» **Work instruction**:
Below are some records. Copy every line in them that holds "feed".

» **Supplied records**:
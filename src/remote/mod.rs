//! External collaborator contracts (§6): the engine depends only on these
//! traits, never on a specific remote implementation, following the
//! teacher's `#[async_trait] pub trait SyncProtocol` pattern
//! (`protocol/traits.rs`) of isolating all transport behind one trait.

use async_trait::async_trait;
use std::error::Error;

pub type RemoteResult<T> = Result<T, Box<dyn Error + Send + Sync>>;

/// One child observed while listing a remote node, or one change observed
/// from the change feed.
#[derive(Debug, Clone, PartialEq, Eq)]
pub struct RemoteNode {
	pub id: String,
	pub name: String,
	pub mime_type: String,
	pub size: u64,
	pub modified_time: String,
	pub md5_checksum: String,
	pub parents: Vec<String>,
	pub resource_key: Option<String>,
}

impl RemoteNode {
	/// Directory detection is by a sentinel mime type for container nodes.
	pub const FOLDER_MIME_TYPE: &'static str = "application/vnd.drive.folder";

	pub fn is_dir(&self) -> bool {
		self.mime_type == Self::FOLDER_MIME_TYPE
	}
}

/// A page of children, or of change-feed records.
pub struct Page<T> {
	pub items: Vec<T>,
	pub next_page_token: Option<String>,
}

/// One change-feed record.
#[derive(Debug, Clone, PartialEq, Eq)]
pub struct ChangeRecord {
	pub file_id: String,
	pub removed: bool,
	pub file: Option<RemoteNode>,
}

/// Metadata returned by a transfer operation, used to refresh a
/// `RemoteEntry`/`SyncEntry` remote facet.
#[derive(Debug, Clone, PartialEq, Eq)]
pub struct TransferResult {
	pub id: String,
	pub size: u64,
	pub modified_time: String,
	pub md5_checksum: String,
	pub mime_type: String,
}

/// Paged listing, change-feed, and id-lookup operations used by the Remote
/// Scanner.
#[async_trait]
pub trait RemoteDriver: Send + Sync {
	/// List immediate children of `parent_id`, one page at a time.
	async fn list_children(&self, parent_id: &str, page_token: Option<&str>) -> RemoteResult<Page<RemoteNode>>;

	/// Page through the change feed starting at `change_token`.
	async fn list_changes(&self, change_token: &str, page_token: Option<&str>) -> RemoteResult<Page<ChangeRecord>>;

	/// The `new_start_page_token` to persist once a change-feed page
	/// sequence has been fully consumed.
	async fn new_start_page_token(&self, change_token: &str) -> RemoteResult<String>;

	/// Fetch a fresh start-page-token, used to anchor the window observed
	/// by the next run after a full-scan fallback (§4.4).
	async fn fresh_start_page_token(&self) -> RemoteResult<String>;

	/// Fetch a single node's identifying fields by id.
	async fn get_node(&self, id: &str) -> RemoteResult<RemoteNode>;
}

/// Files manager collaborator (§6).
#[async_trait]
pub trait FilesManager: Send + Sync {
	async fn upload(&self, abs_path: &str, parent_id: &str, name: &str) -> RemoteResult<TransferResult>;
	async fn update_content(&self, id: &str, abs_path: &str) -> RemoteResult<TransferResult>;
	async fn download(&self, id: &str, output_path: &str) -> RemoteResult<()>;
	async fn move_with_safety(&self, id: &str, new_parent_id: &str, new_name: &str) -> RemoteResult<TransferResult>;
	async fn delete_with_safety(&self, id: &str, is_permanent: bool) -> RemoteResult<()>;
}

/// Folders manager collaborator (§6).
#[async_trait]
pub trait FoldersManager: Send + Sync {
	async fn create(&self, name: &str, parent_id: &str) -> RemoteResult<String>;
	async fn delete_with_safety(&self, id: &str, recursive: bool) -> RemoteResult<()>;
}

/// Resource-key cache collaborator (§6): scanners opportunistically feed it
/// whenever a key is observed; it has its own internal reader-writer lock.
pub trait ResourceKeyCache: Send + Sync {
	fn update_from_api_response(&self, file_id: &str, resource_key: &str);
	fn get(&self, file_id: &str) -> Option<String>;
}

/// A no-op resource-key cache, for callers that don't need one.
#[derive(Default)]
pub struct NoopResourceKeyCache;

impl ResourceKeyCache for NoopResourceKeyCache {
	fn update_from_api_response(&self, _file_id: &str, _resource_key: &str) {}
	fn get(&self, _file_id: &str) -> Option<String> {
		None
	}
}

#[cfg(test)]
mod tests {
	use super::*;

	#[test]
	fn folder_mime_type_is_recognized_as_dir() {
		let node = RemoteNode {
			id: "1".to_string(),
			name: "dir".to_string(),
			mime_type: RemoteNode::FOLDER_MIME_TYPE.to_string(),
			size: 0,
			modified_time: String::new(),
			md5_checksum: String::new(),
			parents: vec![],
			resource_key: None,
		};
		assert!(node.is_dir());
	}

	#[test]
	fn noop_resource_key_cache_always_returns_none() {
		let cache = NoopResourceKeyCache::default();
		cache.update_from_api_response("f1", "key");
		assert_eq!(cache.get("f1"), None);
	}
}

// vim: ts=4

» **Response below**:
/// from the change feed.
/// A page of children, or of change-feed records.
/// One change-feed record.
/// Paged listing, change-feed, and id-lookup operations used by the Remote
	/// Page through the change feed starting at `change_token`.
	/// The `new_start_page_token` to persist once a change-feed page
/// Resource-key cache collaborator (§6): scanners opportunistically feed it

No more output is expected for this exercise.